The Fun Pack was launched on his show on March 29 in response to an email from Paul Benefiel, who expressed an interest in forming his own PAC at UT Austin. Colbert, himself, had already made a major impact by launching his own Super PAC and using satire to give the U.S. public a civics lesson on how corrupt our campaign finance laws had become.
From the start, the Super Fun Pack was an enigma. On the one hand, it held a series of seemingly random, silly objects that reinforced the idea that The Colbert Report is a comedy show, that its primary goal is to entertain, and that its main demographic is college-aged kids. The fun pack included:
- the FEC filing form & cover letter
- a Super PAC Instruction manual
- an allen wrench
- a Turtles Don't Like Peanut Butter T-shirt
- a dorm room sign
- Colbert Super PAC tube socks
- the Forbes 400 Richest People in America List
- an "Actual Treasure Map...to Actual Treasure"
- a decoder ring
- "Hamlet Rove" (16-ounce personal canned ham adviser with custom stickers)
- an American flag
- a "Trevor, May I?" button
A "Turtles Don't like Peanut Butter" T-shirt is just goofy, right?
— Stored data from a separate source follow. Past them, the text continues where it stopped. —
//! Segment selector: rectangular range selection and column copy/paste
//!
//! While selection mode is on, cell clicks are routed here instead of the
//! navigator. The first click sets the anchor; every later click recomputes
//! the selected set in full against that same anchor. The expansion rule is
//! anchor-dependent and deliberately not a true rectangle: the anchor's
//! column only bounds its own line when the anchor sits on the upper line,
//! and the clicked column only bounds its own line when the click sits on
//! the lower line. Confirmed product behavior, reproduced exactly.

use crate::models::core::{Column, SongComposition};
use crate::models::position::Coordinate;
use crate::store::CompositionStore;

/// Tracks selection mode, the anchor, the derived selected set, and the
/// column clipboard.
#[derive(Clone, Debug, Default)]
pub struct SegmentSelector {
    selection_mode: bool,
    anchor: Option<Coordinate>,
    selected: Vec<Coordinate>,
    clipboard: Option<Vec<Column>>,
}

impl SegmentSelector {
    pub fn new() -> Self {
        Self::default()
    }

    pub fn selection_mode(&self) -> bool {
        self.selection_mode
    }

    /// The currently selected coordinates, in the order they were produced.
    pub fn selected(&self) -> &[Coordinate] {
        &self.selected
    }

    pub fn anchor(&self) -> Option<Coordinate> {
        self.anchor
    }

    /// Copied columns, if any. Survives [`cancel`](Self::cancel).
    pub fn clipboard(&self) -> Option<&[Column]> {
        self.clipboard.as_deref()
    }

    /// Enter or leave selection mode. Leaving clears the in-progress
    /// selection like [`cancel`](Self::cancel); entering does not disturb
    /// the navigator's active cell (it is restored as the paste anchor).
    pub fn set_selection_mode(&mut self, enabled: bool) {
        if enabled {
            self.selection_mode = true;
        } else {
            self.cancel();
        }
    }

    /// Handle a cell click while in selection mode (no-op otherwise).
    ///
    /// First click anchors; later clicks re-derive the full selected set
    /// between the anchor and the clicked cell. The anchor persists until
    /// selection mode ends.
    pub fn select_cell(&mut self, doc: &SongComposition, line: usize, column: usize) {
        if !self.selection_mode {
            return;
        }
        let clicked = Coordinate::new(line, column);
        match self.anchor {
            None => {
                self.anchor = Some(clicked);
                self.selected = vec![clicked];
            }
            Some(anchor) => {
                self.selected = expand_range(doc, anchor, clicked);
            }
        }
    }

    /// Deep-clone every selected column into the clipboard, in the order
    /// the selected set was produced. No-op while nothing is selected.
    pub fn copy_selected(&mut self, doc: &SongComposition) {
        if self.selected.is_empty() {
            return;
        }
        let copied: Vec<Column> = self
            .selected
            .iter()
            .map(|coord| doc.lines[coord.line].columns[coord.column].clone())
            .collect();
        log::debug!("copied {} columns", copied.len());
        self.clipboard = Some(copied);
    }

    /// Paste the clipboard starting at `(line, column)`.
    ///
    /// Targets advance row-major, wrapping to the next line at each line's
    /// own length. Unlike focus advance there is no wraparound past the
    /// last line: clipboard entries whose target falls out of range are
    /// silently skipped. Each placement fully overwrites the destination
    /// column with a deep clone of the clipboard entry.
    pub fn paste_at(&self, store: &mut CompositionStore, line: usize, column: usize) {
        let Some(clipboard) = &self.clipboard else {
            return;
        };
        let mut target_line = line;
        let mut target_column = column;
        for entry in clipboard {
            while target_line < store.document().lines.len()
                && target_column >= store.document().lines[target_line].len()
            {
                target_line += 1;
                target_column = 0;
            }
            if target_line >= store.document().lines.len() {
                break;
            }
            store.replace_column(target_line, target_column, entry.clone());
            target_column += 1;
        }
    }

    /// Leave selection mode and clear the anchor and selected set. The
    /// clipboard persists so pasting after cancelling still works.
    pub fn cancel(&mut self) {
        self.selection_mode = false;
        self.anchor = None;
        self.selected.clear();
    }

    /// Invalidate the in-progress selection after a line deletion; its
    /// coordinates may reference removed or shifted lines. Clipboard and
    /// mode are kept.
    pub fn handle_line_removed(&mut self, _removed: usize) {
        self.anchor = None;
        self.selected.clear();
    }
}

/// The anchor-dependent range expansion.
///
/// Same line: the contiguous column span between the two clicks. Across
/// lines: the upper line runs from its endpoint's column (when that
/// endpoint is the anchor, else column 0) to its end; the lower line runs
/// from column 0 to its endpoint's column (when that endpoint is the
/// click, else its end); every line strictly between contributes all of
/// its columns.
fn expand_range(
    doc: &SongComposition,
    anchor: Coordinate,
    clicked: Coordinate,
) -> Vec<Coordinate> {
    let mut selected = Vec::new();

    if anchor.line == clicked.line {
        let lo = anchor.column.min(clicked.column);
        let hi = anchor.column.max(clicked.column);
        for column in lo..=hi {
            selected.push(Coordinate::new(anchor.line, column));
        }
        return selected;
    }

    let min_line = anchor.line.min(clicked.line);
    let max_line = anchor.line.max(clicked.line);

    for line in min_line..=max_line {
        let line_len = doc.lines[line].len();
        let (start, end_excl) = if line == min_line {
            let start = if line == anchor.line { anchor.column } else { 0 };
            (start, line_len)
        } else if line == max_line {
            let end_excl = if line == clicked.line {
                clicked.column + 1
            } else {
                line_len
            };
            (0, end_excl)
        } else {
            (0, line_len)
        };
        for column in start..end_excl {
            selected.push(Coordinate::new(line, column));
        }
    }
    selected
}

#[cfg(test)]
mod tests {
    use super::*;
    use crate::models::core::BeatSignature;

    fn store_with_grid(lines: usize, columns: usize) -> CompositionStore {
        let mut store = CompositionStore::new();
        for _ in 0..lines {
            store.add_line(BeatSignature::TwoFour, columns);
        }
        store
    }

    fn coords(pairs: &[(usize, usize)]) -> Vec<Coordinate> {
        pairs.iter().map(|&(l, c)| Coordinate::new(l, c)).collect()
    }

    #[test]
    fn test_clicks_ignored_outside_selection_mode() {
        let store = store_with_grid(1, 2);
        let mut sel = SegmentSelector::new();
        sel.select_cell(store.document(), 0, 0);
        assert!(sel.selected().is_empty());
        assert_eq!(sel.anchor(), None);
    }

    #[test]
    fn test_first_click_anchors() {
        let store = store_with_grid(2, 2);
        let mut sel = SegmentSelector::new();
        sel.set_selection_mode(true);
        sel.select_cell(store.document(), 1, 1);
        assert_eq!(sel.anchor(), Some(Coordinate::new(1, 1)));
        assert_eq!(sel.selected(), coords(&[(1, 1)]).as_slice());
    }

    #[test]
    fn test_same_line_range_is_symmetric_in_columns() {
        let store = store_with_grid(1, 4);
        let mut sel = SegmentSelector::new();
        sel.set_selection_mode(true);
        sel.select_cell(store.document(), 0, 3);
        sel.select_cell(store.document(), 0, 1);
        assert_eq!(sel.selected(), coords(&[(0, 1), (0, 2), (0, 3)]).as_slice());
    }

    #[test]
    fn test_downward_expansion_uses_both_endpoint_columns() {
        let store = store_with_grid(3, 2);
        let mut sel = SegmentSelector::new();
        sel.set_selection_mode(true);
        sel.select_cell(store.document(), 0, 0);
        sel.select_cell(store.document(), 2, 1);
        assert_eq!(
            sel.selected(),
            coords(&[(0, 0), (0, 1), (1, 0), (1, 1), (2, 0), (2, 1)]).as_slice()
        );
    }

    #[test]
    fn test_upward_expansion_ignores_endpoint_columns() {
        // Anchoring below and clicking above selects whole lines at both
        // ends: the rule is anchor-dependent, not a true rectangle.
        let store = store_with_grid(3, 2);
        let mut sel = SegmentSelector::new();
        sel.set_selection_mode(true);
        sel.select_cell(store.document(), 2, 1);
        sel.select_cell(store.document(), 0, 0);
        assert_eq!(
            sel.selected(),
            coords(&[(0, 0), (0, 1), (1, 0), (1, 1), (2, 0), (2, 1)]).as_slice()
        );

        // Same endpoints, narrower anchor: still the full first line.
        let mut sel = SegmentSelector::new();
        sel.set_selection_mode(true);
        sel.select_cell(store.document(), 2, 0);
        sel.select_cell(store.document(), 0, 1);
        assert_eq!(
            sel.selected(),
            coords(&[(0, 0), (0, 1), (1, 0), (1, 1), (2, 0), (2, 1)]).as_slice()
        );
    }

    #[test]
    fn test_anchor_persists_across_clicks() {
        let store = store_with_grid(3, 2);
        let mut sel = SegmentSelector::new();
        sel.set_selection_mode(true);
        sel.select_cell(store.document(), 0, 0);
        sel.select_cell(store.document(), 2, 1);
        sel.select_cell(store.document(), 1, 0);
        assert_eq!(sel.anchor(), Some(Coordinate::new(0, 0)));
        assert_eq!(
            sel.selected(),
            coords(&[(0, 0), (0, 1), (1, 0)]).as_slice()
        );
    }

    #[test]
    fn test_copy_paste_deep_clones() {
        let mut store = store_with_grid(2, 2);
        store.set_notation(0, 0, 0, "सा", false);
        store.set_lyrics(0, 0, "sa");

        let mut sel = SegmentSelector::new();
        sel.set_selection_mode(true);
        sel.select_cell(store.document(), 0, 0);
        sel.copy_selected(store.document());
        sel.cancel();

        sel.paste_at(&mut store, 1, 0);
        store.set_notation(1, 0, 0, "रे", false);

        // Source column unaffected by editing the pasted copy
        assert_eq!(store.document().lines[0].columns[0].boxes[0].note(), "सा");
        assert_eq!(store.document().lines[1].columns[0].lyrics, "sa");
    }

    #[test]
    fn test_paste_wraps_to_next_line_and_skips_past_end() {
        let mut store = store_with_grid(2, 2);
        store.set_lyrics(0, 0, "a");
        store.set_lyrics(0, 1, "b");

        let mut sel = SegmentSelector::new();
        sel.set_selection_mode(true);
        sel.select_cell(store.document(), 0, 0);
        sel.select_cell(store.document(), 0, 1);
        sel.copy_selected(store.document());

        // Start at the last column of the last line: one placed, one skipped
        sel.paste_at(&mut store, 1, 1);
        assert_eq!(store.document().lines[1].columns[1].lyrics, "a");
        assert_eq!(store.document().lines.len(), 2);
        assert_eq!(store.document().lines[1].len(), 2);

        // Start at the end of the first line: both wrap onto the second
        sel.paste_at(&mut store, 0, 2);
        assert_eq!(store.document().lines[1].columns[0].lyrics, "a");
        assert_eq!(store.document().lines[1].columns[1].lyrics, "b");
    }

    #[test]
    fn test_cancel_keeps_clipboard() {
        let mut store = store_with_grid(2, 1);
        store.set_lyrics(0, 0, "keep");

        let mut sel = SegmentSelector::new();
        sel.set_selection_mode(true);
        sel.select_cell(store.document(), 0, 0);
        sel.copy_selected(store.document());
        sel.cancel();

        assert!(!sel.selection_mode());
        assert!(sel.selected().is_empty());
        assert_eq!(sel.anchor(), None);

        sel.paste_at(&mut store, 1, 0);
        assert_eq!(store.document().lines[1].columns[0].lyrics, "keep");
    }

    #[test]
    fn test_copy_with_empty_selection_is_noop() {
        let store = store_with_grid(1, 1);
        let mut sel = SegmentSelector::new();
        sel.copy_selected(store.document());
        assert!(sel.clipboard().is_none());
    }
}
But, on the other hand, the fun pack included FEC Form 1, the only form necessary for the creation of a Super PAC, as well as a handbook from former FEC chairman and Colbert's personal lawyer, Trevor Potter, guiding us in the completion of the form. This was serious business. Follow these simple steps and you, too, can influence the political process, take unlimited donations, and run political ads. Within weeks, we'd be receiving ominous letters from the FEC and the IRS.
While not all of the groups that received their PAC pack did file paperwork, a lot did. Enough to make the news and to begin to cause a stir. Some of the groups include Texans for a Better Tomorrow, Tomorrow, as well as ours, Penn Staters for a Better Tomorrow, Tomorrow, and many of the Colbert PAC spawn have continued to make the news.
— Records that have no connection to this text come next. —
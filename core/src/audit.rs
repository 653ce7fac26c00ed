//! Append-only audit log: one newline-delimited JSON [`AuditRecord`] per
//! cycle, written to a file kept open for the run's lifetime.

use crate::decision::{Decision, GuardrailOutcome};
use serde::{Deserialize, Serialize};
use std::fs::{File, OpenOptions};
use std::io::{BufWriter, Write};
use std::path::Path;
use thiserror::Error;

#[derive(Debug, Error)]
pub enum AuditError {
    #[error("failed to open audit log {path}: {source}")]
    Open {
        path: String,
        #[source]
        source: std::io::Error,
    },
    #[error("failed to write audit record: {0}")]
    Write(#[from] std::io::Error),
    #[error("failed to serialize audit record: {0}")]
    Serialize(#[from] serde_json::Error),
}

/// One cycle's decision outcome, as written to the audit log.
#[derive(Debug, Clone, Serialize, Deserialize)]
pub struct AuditRecord {
    pub cycle_id: u64,
    pub decision: String,
    pub option: Option<String>,
    pub guardrail_outcome: Option<GuardrailOutcome>,
    pub nrv: f64,
    pub min_freq_triggered: bool,
    pub timestamp_ms: u64,
}

impl AuditRecord {
    pub fn from_decision(cycle_id: u64, decision: &Decision, timestamp_ms: u64) -> Self {
        Self {
            cycle_id,
            decision: format!("{:?}", decision.state),
            option: Some(format!("{:?}", decision.kind)),
            guardrail_outcome: None,
            nrv: decision.nrv,
            min_freq_triggered: decision.forced_by_min_frequency,
            timestamp_ms,
        }
    }

    /// A high-severity record for a rollback that failed to apply, per the
    /// "operator attention required" error-handling rule.
    pub fn rollback_failed(cycle_id: u64, timestamp_ms: u64) -> Self {
        Self {
            cycle_id,
            decision: "rolled_back_failed".to_string(),
            option: None,
            guardrail_outcome: None,
            nrv: 0.0,
            min_freq_triggered: false,
            timestamp_ms,
        }
    }
}

/// Append-only ndjson writer, opened once and kept for the run's lifetime.
pub struct AuditLog {
    writer: BufWriter<File>,
}

impl AuditLog {
    pub fn open(path: &Path) -> Result<Self, AuditError> {
        let file = OpenOptions::new()
            .create(true)
            .append(true)
            .open(path)
            .map_err(|source| AuditError::Open {
                path: path.display().to_string(),
                source,
            })?;
        Ok(Self {
            writer: BufWriter::new(file),
        })
    }

    pub fn append(&mut self, record: &AuditRecord) -> Result<(), AuditError> {
        let line = serde_json::to_string(record)?;
        writeln!(self.writer, "{line}")?;
        self.writer.flush()?;
        Ok(())
    }
}

#[cfg(test)]
mod tests {
    use super::*;
    use crate::decision::DecisionState;
    use crate::feedback::InterventionKind;

    #[test]
    fn test_append_writes_valid_ndjson_line() {
        let dir = std::env::temp_dir();
        let path = dir.join(format!("ops-agent-audit-test-{}.ndjson", std::process::id()));
        let mut log = AuditLog::open(&path).unwrap();
        let decision = Decision {
            state: DecisionState::Acting,
            kind: InterventionKind::AlertOps,
            target: None,
            duration_ms: 60_000,
            nrv: 0.0,
            rationale: "test".to_string(),
            forced_by_min_frequency: true,
            requires_human_approval: false,
        };
        let record = AuditRecord::from_decision(1, &decision, 1_000);
        log.append(&record).unwrap();
        drop(log);

        let contents = std::fs::read_to_string(&path).unwrap();
        let parsed: AuditRecord = serde_json::from_str(contents.trim()).unwrap();
        assert_eq!(parsed.cycle_id, 1);
        let _ = std::fs::remove_file(&path);
    }
}
//! Deterministic random number generation
//!
//! Uses xorshift64* algorithm for fast, deterministic random number generation.
//! CRITICAL: all stochastic behaviour in the agent (drift, generation, jitter)
//! MUST go through this module.
//!
//! # Independent sub-streams
//!
//! The orchestrator owns one root [`RngManager`]. Each subsystem that needs
//! its own stream of randomness calls [`RngManager::fork`] once at
//! construction time rather than sharing the root generator. Forking mixes
//! a textual label into the current state (SplitMix64-style) to derive a
//! fresh, independent seed, so the relative order in which subsystems are
//! ticked never perturbs another subsystem's sequence.

use serde::{Deserialize, Serialize};

/// Deterministic random number generator using xorshift64*
///
/// # Example
/// ```
/// use ops_agent_core::rng::RngManager;
///
/// let mut rng = RngManager::new(12345);
/// let value = rng.next();
/// let range_value = rng.range(0, 100); // [0, 100)
/// ```
#[derive(Debug, Clone, Serialize, Deserialize)]
pub struct RngManager {
    /// Internal state (64-bit)
    state: u64,
}

impl RngManager {
    /// Create a new RNG with given seed
    pub fn new(seed: u64) -> Self {
        // xorshift requires a non-zero state
        let state = if seed == 0 { 1 } else { seed };
        Self { state }
    }

    /// Generate next random u64 value, advancing internal state.
    pub fn next(&mut self) -> u64 {
        let mut x = self.state;
        x ^= x >> 12;
        x ^= x << 25;
        x ^= x >> 27;
        self.state = x;
        x.wrapping_mul(0x2545F4914F6CDD1D)
    }

    /// Generate a random value in range `[min, max)`.
    ///
    /// # Panics
    /// Panics if `min >= max`.
    pub fn range(&mut self, min: i64, max: i64) -> i64 {
        assert!(min < max, "min must be less than max");
        let value = self.next();
        let range_size = (max - min) as u64;
        min + (value % range_size) as i64
    }

    /// Generate a random `f64` in `[0.0, 1.0)`.
    pub fn next_f64(&mut self) -> f64 {
        let value = self.next();
        (value >> 11) as f64 * (1.0 / ((1u64 << 53) as f64))
    }

    /// Sample from the standard normal distribution via Box-Muller.
    pub fn next_standard_normal(&mut self) -> f64 {
        let u1 = self.next_f64().max(f64::MIN_POSITIVE);
        let u2 = self.next_f64();
        (-2.0 * u1.ln()).sqrt() * (2.0 * std::f64::consts::PI * u2).cos()
    }

    /// Get current RNG state (for checkpointing/replay).
    pub fn get_state(&self) -> u64 {
        self.state
    }

    /// Derive a new, independent generator from this one, labelled `label`.
    ///
    /// Deterministic: the same `(state, label)` pair always produces the
    /// same forked generator, regardless of how many times `next()` has
    /// been called on the fork afterwards.
    pub fn fork(&self, label: &str) -> RngManager {
        // SplitMix64-style mix of current state with the label's bytes.
        let z = self.state ^ splitmix_hash(label);
        let z = z.wrapping_add(0x9E3779B97F4A7C15);
        let mut x = z;
        x = (x ^ (x >> 30)).wrapping_mul(0xBF58476D1CE4E5B9);
        x = (x ^ (x >> 27)).wrapping_mul(0x94D049BB133111EB);
        x ^= x >> 31;
        RngManager::new(x)
    }
}

fn splitmix_hash(label: &str) -> u64 {
    let mut h: u64 = 0xCBF29CE484222325; // FNV offset basis
    for byte in label.as_bytes() {
        h ^= *byte as u64;
        h = h.wrapping_mul(0x100000001B3);
    }
    h
}

#[cfg(test)]
mod tests {
    use super::*;

    #[test]
    fn test_zero_seed_converted_to_nonzero() {
        let rng = RngManager::new(0);
        assert_ne!(rng.get_state(), 0, "Zero seed should be converted to 1");
    }

    #[test]
    #[should_panic(expected = "min must be less than max")]
    fn test_range_invalid_bounds() {
        let mut rng = RngManager::new(12345);
        rng.range(100, 50);
    }

    #[test]
    fn test_next_f64_in_range() {
        let mut rng = RngManager::new(12345);
        for _ in 0..1000 {
            let val = rng.next_f64();
            assert!(val >= 0.0 && val < 1.0);
        }
    }

    #[test]
    fn test_next_f64_deterministic() {
        let mut rng1 = RngManager::new(99999);
        let mut rng2 = RngManager::new(99999);
        for _ in 0..100 {
            assert_eq!(rng1.next_f64(), rng2.next_f64());
        }
    }

    #[test]
    fn test_fork_is_deterministic_and_independent() {
        let root1 = RngManager::new(42);
        let root2 = RngManager::new(42);

        let mut drift1 = root1.fork("drift");
        let mut drift2 = root2.fork("drift");
        let mut gen1 = root1.fork("generator");

        for _ in 0..50 {
            assert_eq!(drift1.next(), drift2.next(), "same label forks identically");
        }
        // Independent label must not reproduce the same sequence.
        assert_ne!(drift1.get_state(), gen1.next());
    }

    #[test]
    fn test_fork_order_independence() {
        // Forking "a" then "b" from a root must yield the same two streams
        // as forking "b" then "a" -- order of fork calls must not matter.
        let root = RngManager::new(7);
        let a1 = root.fork("a");
        let b1 = root.fork("b");
        let b2 = root.fork("b");
        let a2 = root.fork("a");
        assert_eq!(a1.get_state(), a2.get_state());
        assert_eq!(b1.get_state(), b2.get_state());
    }
}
Meanwhile, as the news media was perplexedly covering the rise of Colbert Super PAC spin-offs, there was that pesky treasure hunt to solve. Certainly, we all wanted to solve it, since it would mean a visit from the man himself at our campuses. But, it turned out that the treasure hunt was bafflingly complex. And, upon reading the official rules, it became evident that it would require physical travel -- something that had not initially occurred to us -- and perhaps therefore more time and energy than we could really devote to what felt a little like a fool's errand. And, despite investing a significant amount of time and energy into it, we seemed to be making little progress. We kept asking ourselves why Colbert would want us to spend so much time on this puzzle? What could be the point? And what was the link between founding a Super PAC in three easy steps and solving a treasure hunt that cost exponentially more time, energy and money? While we were busy puzzling over this question, though, PITT PAC was heading to Illinois to find a fake log. Should you imagine that this was in any way a simple or obvious solution, here's the video of Peter Gwinn explaining how to find the treasure:
We may not have figured it out, but we know we are not unintelligent or lazy. That treasure hunt was complex, and reveals Colbert's inner Dungeons & Dragons-obsessed nerd. As we puzzled over our loss and congratulated the PITT PAC team, we couldn't help but wonder about the big picture of the riddle of the super fun pack. Why such a complex treasure hunt bundled with such a simple path to political action? Was the treasure hunt completely unrelated to the founding of student run Super PACs? Why is it so much harder to get Colbert to come to our school than it is for us to influence the election?
That, we think, is the answer to the riddle. The treasure hunt required a team effort, paying attention to a series of clues, not ignoring things that were confusing or seemed out of place, and, most importantly, it required perseverance. Founding a Super PAC required none of that.
And therein, of course, lies the problem. For a democracy to survive, it also requires a team effort, paying attention to everything, not ignoring problems that are troublesome or confusing, and perseverance. The contrast between the effort necessary to start a political action committee with essentially no rules or oversight and the effort it would require to decipher the treasure map was stark and shocking. We had even enlisted the aid of lawyers, expecting to face some difficulty navigating the FEC's red tape, but ended up having a great deal more difficulty with the treasure hunt map. The hardest part of founding our PAC was setting up a bank account at a banking institution that had never heard of this kind of non-interest bearing account. And yet, some of the items in the fun pack -- like the American flag, which is both a symbol of our government and a clue for the treasure hunt -- subtly connected the two, seemingly divergent paths. So subtly that we didn't notice, and it prevented us from solving the riddle.
Going after a 101-year-old silver turtle in the hopes of winning a visit from Colbert to campus is, to misquote Robert Wexler, purely "a fun thing to do." But, as Colbert shows us night after night on his show, engaging in politics can be fun even though the stakes are high. There is no reason why we can't enjoy ourselves while we make a real impact on the campaign and take back the reins of our democracy. Ironically, all we need to do is to start using the very system that favors corporations to demonstrate its fallibility. We are hoping that each of the Colbert-inspired campus based Super PACs will use their power to push back on the Super PAC system itself. And we hope that, even if they don't do that, the students Colbert influenced in this process will recognize that it will be easier for us to make a difference in this election than it was for us to use an IKEA allen wrench on a fake log hidden at a bathhouse near Reagan's birthplace.
Make no mistake, Mr. Colbert, we're gunning for second prize, and we're not alone. A secret league of heavy-hitting PACs is forming as we write this, and we are up to no good. We'd tell you more, but we don't have to, so we won't. Don't blink, America, or by the time you refocus your eyes, we just might have pulled the 2012 elections right out from under your feet. We may not have been diligent enough or creative enough to have solved the treasure hunt, but Colbert has taught us that we have all the skills we need to influence the 2012 election. And that's why second prize may make us all winners after all.